▸ EXERCISE: Please repeat the records exactly from their first line, finishing at the line containing "fn issue(&self, key: &Key) -> Result<String, Error>;" and including it.

______________________________

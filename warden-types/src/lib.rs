#![forbid(unsafe_code)]
#![forbid(clippy::unwrap_used)]
#![deny(clippy::pedantic)]
#![allow(clippy::module_name_repetitions)]
#![allow(clippy::missing_errors_doc)]

pub mod domain;
pub mod error;
pub mod group;
pub mod key;
pub mod page;
pub mod policy;

/// Free-form metadata attached to domains and groups.
pub type Metadata = serde_json::Map<String, serde_json::Value>;
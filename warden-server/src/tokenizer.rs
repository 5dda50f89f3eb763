use chrono::{TimeZone, Utc};
use jsonwebtoken::{decode, encode, Algorithm, DecodingKey, EncodingKey, Header, Validation};
use serde::{Deserialize, Serialize};
use warden_types::key::{Key, KeyType};

use crate::error::{Error, ErrorType};

/// Encodes keys into signed, self-describing bearer tokens and back.
///
/// `parse` must be pure and deterministic for a given signing key: expiry is
/// reported as [`ErrorType::KeyExpired`], any structural or signature failure
/// as [`ErrorType::InvalidToken`].
pub trait Tokenizer: Send + Sync {
    fn issue(&self, key: &Key) -> Result<String, Error>;
    fn parse(&self, token: &str) -> Result<Key, Error>;
}

/// The claims carried by the wire format. Timestamps are carried at second
/// precision; sub-second precision of the source key is not preserved.
#[derive(Debug, Serialize, Deserialize)]
struct Claims {
    jti: String,
    iss: String,
    sub: String,
    iat: i64,
    #[serde(skip_serializing_if = "Option::is_none")]
    exp: Option<i64>,
    variant: KeyType,
    #[serde(skip_serializing_if = "Option::is_none")]
    user: Option<String>,
    #[serde(skip_serializing_if = "Option::is_none")]
    domain: Option<String>,
}

impl From<&Key> for Claims {
    fn from(key: &Key) -> Self {
        Self {
            jti: key.id.clone(),
            iss: key.issuer.clone(),
            sub: key.subject.clone(),
            iat: key.issued_at.timestamp(),
            exp: key.expires_at.map(|exp| exp.timestamp()),
            variant: key.variant,
            user: key.user.clone(),
            domain: key.domain.clone(),
        }
    }
}

impl TryFrom<Claims> for Key {
    type Error = Error;

    fn try_from(claims: Claims) -> Result<Self, Error> {
        let issued_at = Utc
            .timestamp_opt(claims.iat, 0)
            .single()
            .ok_or(ErrorType::InvalidToken)?;
        let expires_at = claims
            .exp
            .map(|exp| Utc.timestamp_opt(exp, 0).single())
            .map(|ts| ts.ok_or(ErrorType::InvalidToken))
            .transpose()?;

        Ok(Key {
            id: claims.jti,
            variant: claims.variant,
            issuer: claims.iss,
            subject: claims.sub,
            user: claims.user,
            domain: claims.domain,
            issued_at,
            expires_at,
        })
    }
}

pub struct JwtTokenizer {
    header: Header,
    encoding_key: EncodingKey,
    decoding_key: DecodingKey,
    validation: Validation,
}

impl JwtTokenizer {
    #[must_use]
    pub fn new(secret: &[u8]) -> Self {
        let mut validation = Validation::new(Algorithm::HS512);
        // Expiry is applied after decoding so that an expired token is
        // distinguishable from a malformed one.
        validation.validate_exp = false;
        validation.required_spec_claims.clear();

        Self {
            header: Header::new(Algorithm::HS512),
            encoding_key: EncodingKey::from_secret(secret),
            decoding_key: DecodingKey::from_secret(secret),
            validation,
        }
    }
}

impl Tokenizer for JwtTokenizer {
    #[tracing::instrument(skip_all)]
    fn issue(&self, key: &Key) -> Result<String, Error> {
        let claims = Claims::from(key);
        encode(&self.header, &claims, &self.encoding_key)
            .map_err(|err| ErrorType::InternalError(err.into()).into())
    }

    #[tracing::instrument(skip_all)]
    fn parse(&self, token: &str) -> Result<Key, Error> {
        let data = decode::<Claims>(token, &self.decoding_key, &self.validation)
            .map_err(|_| ErrorType::InvalidToken)?;
        let key = Key::try_from(data.claims)?;
        if key.is_expired() {
            return Err(ErrorType::KeyExpired { key: Box::new(key) }.into());
        }
        Ok(key)
    }
}
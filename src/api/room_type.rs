//! Room Type Endpoints
//!
//! Bindings for the type resource. Types embed facility objects on read
//! but the write endpoints expect bare facility names.

use serde::Serialize;

use super::ApiClient;
use crate::error::ApiError;
use crate::models::{Facility, RoomType};

// ========================
// Payloads
// ========================

/// Write payload shared by add and update
#[derive(Debug, Clone, PartialEq, Serialize)]
pub struct TypePayload {
    pub name: String,
    pub facility: Vec<String>,
    pub description: String,
    pub cost: u64,
}

impl TypePayload {
    /// Resolve the checked facility ids against the fetched facility list
    /// into the names the backend expects, keeping the list's order.
    pub fn from_selection(
        name: String,
        description: String,
        cost: u64,
        facilities: &[Facility],
        selected_ids: &[String],
    ) -> Self {
        let facility = facilities
            .iter()
            .filter(|facility| selected_ids.iter().any(|id| *id == facility.id))
            .map(|facility| facility.name.clone())
            .collect();
        Self {
            name,
            facility,
            description,
            cost,
        }
    }
}

// ========================
// Endpoints
// ========================

impl ApiClient {
    pub async fn list_types(&self) -> Result<Vec<RoomType>, ApiError> {
        self.get_list("type").await
    }

    pub async fn add_type(&self, payload: &TypePayload) -> Result<(), ApiError> {
        self.post_json("type/add", payload).await
    }

    pub async fn update_type(&self, id: &str, payload: &TypePayload) -> Result<(), ApiError> {
        self.put_json(&format!("type/update/{id}"), payload).await
    }

    pub async fn delete_type(&self, id: &str) -> Result<(), ApiError> {
        self.delete(&format!("type/delete/{id}")).await
    }
}

#[cfg(test)]
mod tests {
    use super::*;

    fn facilities() -> Vec<Facility> {
        ["WiFi", "AC", "Lemari"]
            .iter()
            .enumerate()
            .map(|(i, name)| Facility {
                id: format!("f{i}"),
                name: name.to_string(),
            })
            .collect()
    }

    #[test]
    fn selection_maps_ids_to_names_in_list_order() {
        let payload = TypePayload::from_selection(
            "Deluxe".to_string(),
            "Kamar luas".to_string(),
            1_500_000,
            &facilities(),
            &["f2".to_string(), "f0".to_string()],
        );
        assert_eq!(payload.facility, vec!["WiFi", "Lemari"]);
    }

    #[test]
    fn unknown_ids_are_dropped() {
        let payload = TypePayload::from_selection(
            "Standard".to_string(),
            String::new(),
            900_000,
            &facilities(),
            &["f1".to_string(), "gone".to_string()],
        );
        assert_eq!(payload.facility, vec!["AC"]);
    }

    #[test]
    fn payload_serializes_names_not_ids() {
        let payload = TypePayload::from_selection(
            "Standard".to_string(),
            "Kamar hemat".to_string(),
            900_000,
            &facilities(),
            &["f0".to_string()],
        );
        let json = serde_json::to_value(&payload).unwrap();
        assert_eq!(
            json,
            serde_json::json!({
                "name": "Standard",
                "facility": ["WiFi"],
                "description": "Kamar hemat",
                "cost": 900_000
            })
        );
    }
}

______________________________

▸ RESPONSE TO THE TASK:
filename warden-types/src/lib.rs
#![forbid(unsafe_code)]
#![forbid(clippy::unwrap_used)]
#![deny(clippy::pedantic)]
#![allow(clippy::module_name_repetitions)]
#![allow(clippy::missing_errors_doc)]

pub mod domain;
pub mod error;
pub mod group;
pub mod key;
pub mod page;
pub mod policy;

/// Free-form metadata attached to domains and groups.
pub type Metadata = serde_json::Map<String, serde_json::Value>;
filename warden-server/src/tokenizer.rs
repository 5dda50f89f3eb763
use chrono::{TimeZone, Utc};
use jsonwebtoken::{decode, encode, Algorithm, DecodingKey, EncodingKey, Header, Validation};
use serde::{Deserialize, Serialize};
use warden_types::key::{Key, KeyType};

use crate::error::{Error, ErrorType};

/// Encodes keys into signed, self-describing bearer tokens and back.
///
/// `parse` must be pure and deterministic for a given signing key: expiry is
/// reported as [`ErrorType::KeyExpired`], any structural or signature failure
/// as [`ErrorType::InvalidToken`].
pub trait Tokenizer: Send + Sync {
    fn issue(&self, key: &Key) -> Result<String, Error>;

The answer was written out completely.